The article The Development of Scientific Reasoning in Knowledge-Rich Contexts

written by Leona Schauble relates a series of experiments which give some insight as to

how conceptual change and experimental strategies effect subjects of varying ages, ten

fifth and sixth graders and ten noncollege adults. The conclusions drawn from the article

are relevant in determining the cognitive strengths and weaknesses in the subjects as well

as how these strengths and weaknesses vary as a result of differing ages. The objective of

the study was to track changes in both the theories and reasoning strategies used by

participants who conduct and interpret repeated cycles of experiments over several

sessions to learn about the causal structure of two physical science systems. The exact

experiments are not needed to understand the results of the experiments as long as the

experimentation strategies and conceptual changes are understood.

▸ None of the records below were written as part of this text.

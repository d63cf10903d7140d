//! 外部コマンドの実行
//!
//! docker / yarn / npm などの外部ツールはシェル経由で起動し、標準入出力は
//! 親プロセスから継承します。失敗は終了コードのみで判定します。

use crate::error::{BuildError, BuildResult};
use async_trait::async_trait;
use std::path::{Path, PathBuf};
use std::process::{ExitStatus, Stdio};
use tokio::process::Command;

/// シェルで実行するコマンド
#[derive(Debug, Clone, PartialEq, Eq)]
pub struct ShellCommand {
    /// 実行するプログラム（`yarn install` のようにシェル断片をそのまま含めてもよい）
    pub program: String,
    /// 引数（シェル用にエスケープされる）
    pub args: Vec<String>,
    /// 作業ディレクトリ
    pub cwd: PathBuf,
}

impl ShellCommand {
    pub fn new(program: impl Into<String>, cwd: impl Into<PathBuf>) -> Self {
        Self {
            program: program.into(),
            args: Vec::new(),
            cwd: cwd.into(),
        }
    }

    pub fn arg(mut self, arg: impl Into<String>) -> Self {
        self.args.push(arg.into());
        self
    }

    pub fn path_arg(self, path: &Path) -> Self {
        self.arg(path.display().to_string())
    }

    pub fn args<I, S>(mut self, args: I) -> Self
    where
        I: IntoIterator<Item = S>,
        S: Into<String>,
    {
        self.args.extend(args.into_iter().map(Into::into));
        self
    }

    /// シェルに渡すコマンドライン
    pub fn command_line(&self) -> String {
        let mut line = self.program.clone();
        for arg in &self.args {
            line.push(' ');
            line.push_str(&shell_escape(arg));
        }
        line
    }
}

/// シェル用にエスケープ
///
/// 安全な文字だけで構成される場合はそのまま返します。
pub fn shell_escape(s: &str) -> String {
    let is_safe = !s.is_empty()
        && s.chars().all(|c| {
            c.is_ascii_alphanumeric() || matches!(c, '-' | '_' | '.' | '/' | ':' | '=' | '@' | '+' | ',')
        });

    if is_safe {
        s.to_string()
    } else {
        // シングルクォートでラップしてエスケープ
        format!("'{}'", s.replace('\'', "'\\''"))
    }
}

/// 外部コマンドの実行を抽象化
///
/// パイプラインは実行器に対してジェネリックなので、テストでは記録用の実装に差し替えられます。
#[async_trait]
pub trait CommandExecutor: Send + Sync {
    /// コマンドを実行し、終了を待つ
    ///
    /// 終了コードが 0 以外の場合は `ProcessFailure` を返します。
    async fn run(&self, command: &ShellCommand) -> BuildResult<()>;
}

/// シェル経由で実際にコマンドを起動する実行器
#[derive(Debug, Default, Clone)]
pub struct ShellExecutor;

impl ShellExecutor {
    pub fn new() -> Self {
        Self
    }

    #[cfg(unix)]
    fn shell(line: &str) -> Command {
        let mut cmd = Command::new("sh");
        cmd.arg("-c").arg(line);
        cmd
    }

    #[cfg(windows)]
    fn shell(line: &str) -> Command {
        let mut cmd = Command::new("cmd");
        cmd.arg("/C").arg(line);
        cmd
    }
}

#[async_trait]
impl CommandExecutor for ShellExecutor {
    async fn run(&self, command: &ShellCommand) -> BuildResult<()> {
        let line = command.command_line();
        tracing::debug!(cwd = %command.cwd.display(), "Running: {}", line);

        let status = Self::shell(&line)
            .current_dir(&command.cwd)
            .stdin(Stdio::inherit())
            .stdout(Stdio::inherit())
            .stderr(Stdio::inherit())
            .status()
            .await
            .map_err(|source| BuildError::ProcessSpawn {
                command: line.clone(),
                source,
            })?;

        if !status.success() {
            return Err(BuildError::ProcessFailure {
                command: line,
                code: status.code(),
                signal: exit_signal(&status),
            });
        }

        Ok(())
    }
}

#[cfg(unix)]
fn exit_signal(status: &ExitStatus) -> Option<i32> {
    use std::os::unix::process::ExitStatusExt;
    status.signal()
}

#[cfg(not(unix))]
fn exit_signal(_status: &ExitStatus) -> Option<i32> {
    None
}


#[cfg(test)]
mod tests {
    use super::*;

    #[test]
    fn test_shell_escape() {
        assert_eq!(shell_escape("docker.io/org/app:1.2"), "docker.io/org/app:1.2");
        assert_eq!(shell_escape("/tmp/with space"), "'/tmp/with space'");
        assert_eq!(shell_escape("it's"), "'it'\\''s'");
        assert_eq!(shell_escape(""), "''");
    }

    #[test]
    fn test_command_line() {
        let cmd = ShellCommand::new("docker", "/tmp")
            .arg("build")
            .path_arg(Path::new("/tmp/my context"))
            .args(["-t", "docker.io/org/app:1.2"]);

        assert_eq!(
            cmd.command_line(),
            "docker build '/tmp/my context' -t docker.io/org/app:1.2"
        );
    }

    #[test]
    fn test_program_is_not_escaped() {
        let cmd = ShellCommand::new("yarn install", "/tmp");
        assert_eq!(cmd.command_line(), "yarn install");
    }

    #[cfg(unix)]
    #[tokio::test]
    async fn test_shell_executor_success() {
        let temp_dir = tempfile::tempdir().unwrap();
        let cmd = ShellCommand::new("touch", temp_dir.path()).arg("marker");

        ShellExecutor::new().run(&cmd).await.unwrap();
        assert!(temp_dir.path().join("marker").exists());
    }

    #[cfg(unix)]
    #[tokio::test]
    async fn test_shell_executor_failure_carries_exit_code() {
        let temp_dir = tempfile::tempdir().unwrap();
        let cmd = ShellCommand::new("exit 3", temp_dir.path());

        match ShellExecutor::new().run(&cmd).await {
            Err(BuildError::ProcessFailure { command, code, .. }) => {
                assert_eq!(command, "exit 3");
                assert_eq!(code, Some(3));
            }
            other => panic!("Expected ProcessFailure, got {:?}", other),
        }
    }
}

The experimentation strategies approach tends to emphasize concern for logical

validity, (i.e. how the problem pieces together and why). The conceptual change approach

tends to be more concerned with the plausibility and explanatory coherence as tests for

deciding whether knowledge should be adopted. Schauble (1996) states that "because

previous work focused either on the validity of strategies or the coherence of conceptions,

it has tended to mask these close interrelations" (p.102). Therefore the results of the

experiments are incredibly useful in determining how validity and coherence play

complementary roles.

As stated earlier, it is not important that the exact nature of the experiments be listed as

long as the reader understands their validity. Each subject was asked to solve a series of

complex tasks in which the subjects attempted to "discover the causal relationships

between variables and outcomes in multivariable contexts" (Schauble, 1996, p.102).

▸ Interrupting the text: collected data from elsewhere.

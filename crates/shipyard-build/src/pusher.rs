//! イメージプッシュ処理
//!
//! ビルドしたイメージをタグごとに1つずつコンテナレジストリにプッシュします。

use crate::builder::DEFAULT_CONTAINER_CLI;
use crate::error::{BuildError, BuildResult};
use crate::executor::{CommandExecutor, ShellCommand};
use colored::Colorize;
use std::path::Path;

/// イメージプッシュを実行するハンドラ
pub struct ImagePusher {
    container_cli: String,
}

impl Default for ImagePusher {
    fn default() -> Self {
        Self::new(DEFAULT_CONTAINER_CLI)
    }
}

impl ImagePusher {
    pub fn new(container_cli: impl Into<String>) -> Self {
        Self {
            container_cli: container_cli.into(),
        }
    }

    /// 全タグを順番にプッシュ
    ///
    /// プッシュを始める前に全タグを検証し、最初の失敗で中断します。
    ///
    /// # Returns
    /// プッシュしたイメージ参照
    pub async fn push_all<E>(
        &self,
        executor: &E,
        cwd: &Path,
        images: &[String],
    ) -> BuildResult<Vec<String>>
    where
        E: CommandExecutor + ?Sized,
    {
        for image in images {
            let (_, tag) = split_image_tag(image);
            validate_tag(&tag)?;
        }

        let mut pushed = Vec::with_capacity(images.len());
        for image in images {
            println!("  → {}", image.cyan());

            let cmd = ShellCommand::new(&self.container_cli, cwd)
                .arg("push")
                .arg(image);
            executor.run(&cmd).await?;

            println!("  {} Pushed", "✓".green());
            pushed.push(image.clone());
        }

        Ok(pushed)
    }
}

/// タグのバリデーション
fn validate_tag(tag: &str) -> BuildResult<()> {
    // Docker タグの制約:
    // - 128文字以下
    // - 英数字、ピリオド、ハイフン、アンダースコアのみ
    // - 先頭はピリオドまたはハイフンではない

    if tag.is_empty() {
        return Err(BuildError::InvalidTag {
            tag: "(empty)".to_string(),
        });
    }

    if tag.len() > 128 {
        return Err(BuildError::InvalidTag {
            tag: format!("Tag too long ({} characters, max 128)", tag.len()),
        });
    }

    if tag.starts_with('.') || tag.starts_with('-') {
        return Err(BuildError::InvalidTag {
            tag: tag.to_string(),
        });
    }

    if let Some(c) = tag
        .chars()
        .find(|c| !c.is_ascii_alphanumeric() && *c != '.' && *c != '-' && *c != '_')
    {
        return Err(BuildError::InvalidTag {
            tag: format!("Invalid character '{}' in tag: {}", c, tag),
        });
    }

    Ok(())
}

/// イメージ名とタグを分離
///
/// # Examples
/// - `docker.io/org/go:1.2` -> `("docker.io/org/go", "1.2")`
/// - `docker.io/org/go` -> `("docker.io/org/go", "latest")`
/// - `localhost:5000/go` -> `("localhost:5000/go", "latest")`
pub fn split_image_tag(image: &str) -> (String, String) {
    if let Some(pos) = image.rfind(':') {
        let potential_tag = &image[pos + 1..];
        let potential_image = &image[..pos];

        // `/` を含むならレジストリのポート番号側の `:`
        if !potential_tag.contains('/') {
            return (potential_image.to_string(), potential_tag.to_string());
        }
    }

    (image.to_string(), "latest".to_string())
}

The adults conducted more informative experiments, giving them an advantage, yet both

groups showed some improvement in understanding domain context.

The intrigue surrounding these experiments is centered on what can be inferred from

the learning habits observed in both the children and the adults. Even though the adults

had barely any more schooling than the children, it is not surprising that the adults had

more complex and comprehensive experimentation strategies. Such strategies can be

obtained through personal experience. It makes sense that the adults would still have a

wider knowledge base to choose from, helping them to be more systematic. However, it

is interesting that both groups continued to use incorrect strategies long after they had

proved invalid. Both groups tended to favor a particular strategy and attempted to

manipulate the other variables to make sense of that favored strategy.

The article does not explain this phenomena, it simply states that it did happen. The

subjects even went as far as reverting back to old strategies that failed on similar

experiences. This may be due to favored heuristics that determine an individuals problem

solving skills. However, if this were true it would seem that adults would prove even

more persistent in their incorrect strategies as their heuristics are more fully developed.